Thursday, April 14, 2005

Herbal Remedies vs Traditional Medicine

There's a lot of negative rhetoric on either side of this when really, the whole point should be "what can we do to help this patient?".

One of the problems is that both groups appear to be so insecure in their beliefs that if they were to give any credence at all to the other side, then somehow the other side would "win".

So, one group eschews manufactured medicines because they are not natural, and therefore suspect...those manmade chemicals cannot possibly be as safe as those active ingredients found and used in their natural state. The other group avoids herbal remedies because they have not been through the rigorous testing required for manufactured drugs and are therefore suspect, because how can you really know what it does unless it's been studied and quantified?

And these folks are the rational people on either side of the debate; it's really fun when either side jumps in with the paranoid conspiracies, which (have you noticed?) are becoming increasingly common in our society.

Those herbal remedies are being studied more and more. Some of them are just as wonderful as promised. Some are turning out to be placebos or actually harmful. But at least someone is taking the time to see what good is being done with herbals. One of the problems, though, is that it is hard to quantify the strength of an herbal ingredient unless it is refined (which leads back to that whole manmade thing). Two plants of the same species may have differing amounts of the active drug, depending on how or where it was grown...which makes it difficult for the investigators to quantify how much of the active ingredient is being utilized by the individual patient...and if the amounts are different, is that why Patient A did better than Patient B?

The other side has been villified for so long (remember those days long ago when MDs were gods and no one else mattered?) that it is very hard to trust anything from the medical establishment -- and because they have been excluded from the medical establishment, they don't follow the medical it's hard to get acceptance. And after years of no acceptance...well...there are a lot of people who simply no longer care whether those remedies are accepted or not. I know people who will trust an untested herbal remedy over a tested pharmaceutical, simply because the herbal remedy is "natural". Well, deathcap mushrooms are natural, too.

At the same time, when I have a patient who has trouble sleeping, I have them try the 1/2 turkey sandwich & milk before bedtime; failing that, a cup of chamomile tea; then tryptophan; and only then go to the prescriptive sleep aids.

It's a lot like those liberals and conservatives. Both sides unwilling to give in, despite the fact that a combination of both may be what's needed for the good of all.

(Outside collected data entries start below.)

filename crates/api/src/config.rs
//! Configuration loaded from environment variables.

use std::env;
use std::net::SocketAddr;

use orchestrator::{HubConfig, OrchestratorError};

/// API server configuration.
#[derive(Debug, Clone)]
pub struct Config {
    /// Server bind address.
    pub addr: SocketAddr,
    /// Storage, reply generator and session settings.
    pub hub: HubConfig,
}

impl Config {
    /// Load configuration from environment variables.
    ///
    /// | Variable | Description | Default |
    /// |----------|-------------|---------|
    /// | `API_ADDR` | Server bind address | `127.0.0.1:8790` |
    ///
    /// Hub variables are documented on [`HubConfig::from_env`].
    pub fn from_env() -> Result<Self, ConfigError> {
        let addr = env::var("API_ADDR")
            .unwrap_or_else(|_| "127.0.0.1:8790".to_string())
            .parse()
            .map_err(|_| ConfigError::InvalidAddr)?;

        let hub = HubConfig::from_env()?;

        Ok(Self { addr, hub })
    }
}

/// Configuration errors.
#[derive(Debug, thiserror::Error)]
pub enum ConfigError {
    #[error("Invalid API_ADDR format")]
    InvalidAddr,

    #[error(transparent)]
    Hub(#[from] OrchestratorError),
}
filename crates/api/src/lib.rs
//! HTTP API for Agent Hub.
//!
//! Exposes the marketplace, subscriptions, chat and the admin console over
//! JSON. Identity comes from gateway headers, see [`identity`].

pub mod config;
pub mod error;
pub mod identity;
pub mod routes;
pub mod state;

use axum::Router;
use tower_http::trace::TraceLayer;

pub use config::Config;
pub use error::ApiError;
pub use state::AppState;

/// The complete application with state attached.
pub fn app(state: AppState) -> Router {
    routes::router()
        .layer(TraceLayer::new_for_http())
        .with_state(state)
}
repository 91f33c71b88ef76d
//! Health check endpoint.

use axum::Json;
use serde::Serialize;

#[derive(Serialize)]
pub struct Health {
    pub status: String,
}

/// Health check endpoint.
pub async fn health() -> Json<Health> {
    Json(Health {
        status: "ok".to_string(),
    })
}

What brought this up? Today I'm researching a homeopathic remedy which one of my investigators wants to test for use in oral cancer patients, post radiation, to possibly help with mucositis (horrible mouth sores). If we do a study with it -- whether it works or not -- I see it as a gain for both sides.


Gone Away said...

It's amazing how far a little common sense will go. And in you, Jodie, we get our daily dose. ;)

Meepers said...

I like your happy medium approach! I wish that we could apply it in a therapeutic form (maybe Boiron and Merck could get together on this!) to both sides and see what happens. Could be things might actually move forward instead of the pendulum swinging back and forth every so often.

Keeefer said...

I prefer man made drugs.
I cant be doing with camomile tea, or any infussion of random leaves. None of this rosehip balm rubbed into my temples, I dont want some wrinkly chinaman jabbing needles in my back and feet claiming it will cure my ailments.....nuts to all that. When im ill i want plastic bottles with caps that require an engineering dergee to remove. thick pink medicines that taste like creosote.....or if im feeling really bad i want some scary matron type to jab Hypodermic needles in my arm while raising her voice and sharply saying "sit still, if this breaks off in your arm there will be trouble".